# T C pistol



## D Buck (Oct 22, 2004)

I am trying to find rules for a T C scout 50 cal. single shot pistol . Have found definitions ,ect. , but I really need some plain rules for MI. Can you carry concealed, ect. Thanks . D Buck


----------



## WoW. (Aug 11, 2011)

If you have a CPL, why not?


----------



## ART (Jul 7, 2004)

Are you carrying for self defense, or keeping it out of the weather?


----------



## D Buck (Oct 22, 2004)

I was trying to find out special rules for the muzzleloader pistols.Transportation , carrying, ect. I have been reading the firearm regs , but there is a lot of pages. I am told there are much different laws or no laws on them at all.
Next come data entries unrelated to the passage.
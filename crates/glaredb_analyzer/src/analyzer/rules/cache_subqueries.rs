//! Result caching for nested queries.

use tracing::trace;

use super::within_query;
use crate::analyzer::Analyzer;
use crate::analyzer::rule::{AnalyzerRule, RuleId, RuleSelector};
use crate::analyzer::scope::Scope;
use crate::context::AnalysisContext;
use crate::errors::Result;
use crate::expr::Expression;
use crate::logical::logical_cached_results::LogicalCachedResults;
use crate::logical::operator::{LogicalOperator, Node};
use crate::transform::inspect::{Recursion, inspect_expr, inspect_plan, inspect_plan_expressions};
use crate::transform::plan::{
    SelectorContext,
    transform_node_expressions_up,
    transform_with_context,
};
use crate::transform::Transformed;

/// Marks subquery expressions that produce the same results for every row of
/// the query containing them.
#[derive(Debug, Clone, Copy)]
pub struct CacheSubqueryResults;

impl AnalyzerRule for CacheSubqueryResults {
    fn id(&self) -> RuleId {
        RuleId::CacheSubqueryResults
    }

    fn apply(
        &self,
        _analyzer: &Analyzer,
        _ctx: &AnalysisContext,
        plan: LogicalOperator,
        scope: &Scope,
        _selector: &RuleSelector,
    ) -> Result<Transformed<LogicalOperator>> {
        // Trigger bodies run once per triggering row with that row in scope.
        if matches!(plan, LogicalOperator::TriggerBlock(_)) {
            return Ok(Transformed::same(plan));
        }

        transform_with_context(plan, &mut within_query_outside_triggers, &mut |_, node| {
            transform_node_expressions_up(node, &mut |owner, expr| match expr {
                Expression::Subquery(subquery) if !subquery.cacheable && subquery.resolved() => {
                    let boundary = scope.new_scope(owner).len();
                    if node_is_cacheable(&subquery.query, boundary) {
                        trace!(boundary, "caching subquery results");
                        Ok(Transformed::new_tree(Expression::Subquery(
                            subquery.with_cached_results(),
                        )))
                    } else {
                        Ok(Transformed::same(Expression::Subquery(subquery)))
                    }
                }
                other => Ok(Transformed::same(other)),
            })
        })
    }
}

fn within_query_outside_triggers(ctx: &SelectorContext) -> bool {
    within_query(ctx) && !matches!(ctx.node, LogicalOperator::TriggerBlock(_))
}

/// If the results of a query analyzed in a scope of length
/// `lowest_allowed_idx` don't depend on the row of the enclosing query.
///
/// The query must not reference columns below `lowest_allowed_idx`, must be
/// deterministic, and must not contain derived tables that can see outer
/// scopes. Nested subqueries are checked as part of the query.
pub fn node_is_cacheable(plan: &LogicalOperator, lowest_allowed_idx: usize) -> bool {
    is_deterministic(plan)
        && !has_outer_visible_derived_table(plan)
        && !references_outer_columns(plan, lowest_allowed_idx)
}

/// If every expression in the plan, including in nested subqueries, is
/// deterministic.
pub fn is_deterministic(plan: &LogicalOperator) -> bool {
    let walk = inspect_plan_expressions(plan, &mut |expr| match expr {
        expr if expr.is_non_deterministic() => Recursion::Stop,
        Expression::Subquery(subquery) if !is_deterministic(&subquery.query) => Recursion::Stop,
        _ => Recursion::Continue,
    });
    walk != Recursion::Stop
}

fn has_outer_visible_derived_table(plan: &LogicalOperator) -> bool {
    let walk = inspect_plan(plan, &mut |node| match node {
        LogicalOperator::SubqueryAlias(sqa) if sqa.node.outer_scope_visibility => {
            Recursion::Stop
        }
        node if node_subqueries_have_outer_visible_derived_table(node) => Recursion::Stop,
        _ => Recursion::Continue,
    });
    walk == Recursion::Stop
}

fn node_subqueries_have_outer_visible_derived_table(node: &LogicalOperator) -> bool {
    node.expressions()
        .unwrap_or_default()
        .into_iter()
        .any(|expr| {
            expr_has(expr, &mut |e| match e {
                Expression::Subquery(subquery) => {
                    has_outer_visible_derived_table(&subquery.query)
                }
                _ => false,
            })
        })
}

/// Check for column references below `lowest_allowed_idx`.
///
/// Derived tables that can't see outer scopes have a layout of their own and
/// are not entered.
fn references_outer_columns(plan: &LogicalOperator, lowest_allowed_idx: usize) -> bool {
    let walk = inspect_plan(plan, &mut |node| {
        if matches!(node, LogicalOperator::SubqueryAlias(sqa) if !sqa.node.outer_scope_visibility) {
            return Recursion::Jump;
        }
        let outer = node
            .expressions()
            .unwrap_or_default()
            .into_iter()
            .any(|expr| {
                expr_has(expr, &mut |e| match e {
                    Expression::Column(col) => col.index < lowest_allowed_idx,
                    Expression::Subquery(subquery) => {
                        references_outer_columns(&subquery.query, lowest_allowed_idx)
                    }
                    _ => false,
                })
            });
        if outer {
            Recursion::Stop
        } else {
            Recursion::Continue
        }
    });
    walk == Recursion::Stop
}

/// If any expression in the tree satisfies `pred`.
fn expr_has<P>(expr: &Expression, pred: &mut P) -> bool
where
    P: FnMut(&Expression) -> bool,
{
    inspect_expr(expr, &mut |e| {
        if pred(e) {
            Recursion::Stop
        } else {
            Recursion::Continue
        }
    }) == Recursion::Stop
}

/// Caches the results of derived tables read repeatedly by joins.
///
/// The non-primary side of a join is read once per row of the primary side,
/// so derived tables there are wrapped in a caching node. A top level query
/// reads its most primary input exactly once, so caching along that path is
/// removed again.
#[derive(Debug, Clone, Copy)]
pub struct CacheSubqueryAliasesInJoins;

impl AnalyzerRule for CacheSubqueryAliasesInJoins {
    fn id(&self) -> RuleId {
        RuleId::CacheSubqueryAliasesInJoins
    }

    fn apply(
        &self,
        _analyzer: &Analyzer,
        _ctx: &AnalysisContext,
        plan: LogicalOperator,
        scope: &Scope,
        _selector: &RuleSelector,
    ) -> Result<Transformed<LogicalOperator>> {
        let wrapped = transform_with_context(plan, &mut |_| true, &mut |ctx, node| {
            match (ctx.parent, node) {
                (Some(LogicalOperator::Join(_)), LogicalOperator::SubqueryAlias(sqa)) => {
                    Ok(Transformed::new_tree(LogicalOperator::CachedResults(Node::new(
                        LogicalCachedResults,
                        vec![LogicalOperator::SubqueryAlias(sqa)],
                    ))))
                }
                (_, node) => Ok(Transformed::same(node)),
            }
        })?;

        if !scope.is_empty() {
            return Ok(wrapped);
        }

        let identity = wrapped.identity;
        let unwrapped = remove_primary_path_caching(wrapped.data)?;
        Ok(Transformed::new(
            unwrapped.data,
            identity.and(unwrapped.identity),
        ))
    }
}

/// Remove caching nodes along the path of primary join inputs from the root.
fn remove_primary_path_caching(plan: LogicalOperator) -> Result<Transformed<LogicalOperator>> {
    transform_with_context(plan, &mut on_primary_path, &mut |_, node| match node {
        LogicalOperator::CachedResults(mut cached) => {
            Ok(Transformed::new_tree(cached.take_one_child_exact()?))
        }
        other => Ok(Transformed::same(other)),
    })
}

fn on_primary_path(ctx: &SelectorContext) -> bool {
    match ctx.parent {
        LogicalOperator::Join(join) => ctx.child_index == join.node.join_type.primary_child(),
        _ => true,
    }
}
use std::sync::Arc;

use crate::expr::column_expr::{ColumnExpr, UnresolvedColumnExpr};
use crate::logical::operator::LogicalOperator;
use crate::logical::schema::ScopeColumn;

/// The chain of nodes enclosing the query currently being analyzed.
///
/// A scope is extended, never modified. Extending a scope shares all existing
/// frames with the original.
///
/// Rows seen by a query analyzed in this scope are laid out as the columns of
/// every frame, outermost first, followed by the columns of the query's own
/// inputs. New frames are appended to the end of that layout so a column index
/// lower than the length of a scope always points outside of the query
/// analyzed in that scope.
#[derive(Debug, Clone, Default)]
pub struct Scope {
    innermost: Option<Arc<ScopeFrame>>,
    /// Number of nested derived tables between this scope and the top level
    /// query.
    depth: usize,
    /// Number of outermost frames only visible through outer scope
    /// visibility. Expression aliases in these frames can't be referenced.
    outer_frames: usize,
}

#[derive(Debug)]
struct ScopeFrame {
    node: &'static str,
    columns: Vec<ScopeColumn>,
    /// Index of the first column of this frame in the row layout.
    offset: usize,
    /// Position of this frame counting from the outermost frame.
    position: usize,
    outer: Option<Arc<ScopeFrame>>,
}

impl ScopeFrame {
    fn end(&self) -> usize {
        self.offset + self.columns.len()
    }
}

impl Scope {
    /// Scope for a top level query.
    pub fn empty() -> Self {
        Self::default()
    }

    /// Scope of a subquery expression contained in `node`.
    ///
    /// The subquery sees this scope plus everything `node` can see: the
    /// columns of its inputs and any expression aliases it defines.
    pub fn new_scope(&self, node: &LogicalOperator) -> Scope {
        let (offset, position) = match &self.innermost {
            Some(frame) => (frame.end(), frame.position + 1),
            None => (0, 0),
        };

        Scope {
            innermost: Some(Arc::new(ScopeFrame {
                node: node.name(),
                columns: node.scope_columns(),
                offset,
                position,
                outer: self.innermost.clone(),
            })),
            depth: self.depth,
            outer_frames: self.outer_frames,
        }
    }

    /// Scope of a derived table defined in the query analyzed in this scope.
    ///
    /// One level deeper. Derived tables don't see the other tables in the FROM
    /// clause they're defined in, but do see the scopes enclosing the query.
    /// When there are such scopes, they're visible through outer scope
    /// visibility only.
    pub fn for_derived_table(&self) -> Scope {
        let frames = self.num_frames();
        Scope {
            innermost: self.innermost.clone(),
            depth: self.depth + 1,
            outer_frames: frames,
        }
    }

    pub fn depth(&self) -> usize {
        self.depth
    }

    /// If there are no enclosing nodes.
    pub fn is_empty(&self) -> bool {
        self.innermost.is_none()
    }

    /// If some enclosing nodes are only visible through outer scope
    /// visibility.
    pub fn outer_visibility(&self) -> bool {
        self.outer_frames > 0
    }

    /// Total number of columns across all frames.
    pub fn len(&self) -> usize {
        self.innermost.as_ref().map(|f| f.end()).unwrap_or(0)
    }

    fn num_frames(&self) -> usize {
        self.innermost
            .as_ref()
            .map(|f| f.position + 1)
            .unwrap_or(0)
    }

    fn frames_inner_to_outer(&self) -> impl Iterator<Item = &ScopeFrame> {
        std::iter::successors(self.innermost.as_deref(), |frame| frame.outer.as_deref())
    }

    /// Names of the enclosing nodes, innermost first.
    pub fn inner_to_outer(&self) -> Vec<&'static str> {
        self.frames_inner_to_outer().map(|f| f.node).collect()
    }

    /// All columns in row layout order.
    pub fn columns(&self) -> Vec<ScopeColumn> {
        let mut frames: Vec<_> = self.frames_inner_to_outer().collect();
        frames.reverse();
        frames
            .into_iter()
            .flat_map(|f| f.columns.iter().cloned())
            .collect()
    }

    /// Resolve a column reference against the scope, innermost frame first.
    pub fn resolve_column(&self, reference: &UnresolvedColumnExpr) -> Option<ColumnExpr> {
        for frame in self.frames_inner_to_outer() {
            let hide_aliases = frame.position < self.outer_frames;
            let found = frame.columns.iter().enumerate().find(|(_, col)| {
                !(hide_aliases && col.is_alias)
                    && reference.matches(&col.column.source, &col.column.name)
            });
            if let Some((idx, col)) = found {
                return Some(ColumnExpr::new(
                    frame.offset + idx,
                    col.column.source.clone(),
                    col.column.name.clone(),
                    col.column.datatype,
                ));
            }
        }
        None
    }
}
use crate::logical::operator::LogicalOperator;

/// Remove passthrough wrappers from the top of a plan.
///
/// Nested queries are executed as part of the query containing them, so
/// process tracking and transaction wrappers added while analyzing them on
/// their own are dropped.
pub fn strip_passthrough_nodes(mut plan: LogicalOperator) -> LogicalOperator {
    while plan.is_passthrough() && plan.children().len() == 1 {
        plan = match plan.take_children().pop() {
            Some(child) => child,
            None => break,
        };
    }
    plan
}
Found some for different states, but not Michigan.


----------



## malainse (Sep 2, 2002)

The laws/ rules are the same as any pistol.... Need a CPL to carry concealed.


----------



## quack head (Oct 23, 2007)

Doesn't That T.C. pistol have a 18'' barrel? Where the heck can you conceal it w/o a trench coat?


----------



## Petronius (Oct 13, 2010)

quack head said:


> Doesn't That T.C. pistol have a 18'' barrel? Where the heck can you conceal it w/o a trench coat?


I believe the barrel on the T/C Scout pistol is around 12 inches.


----------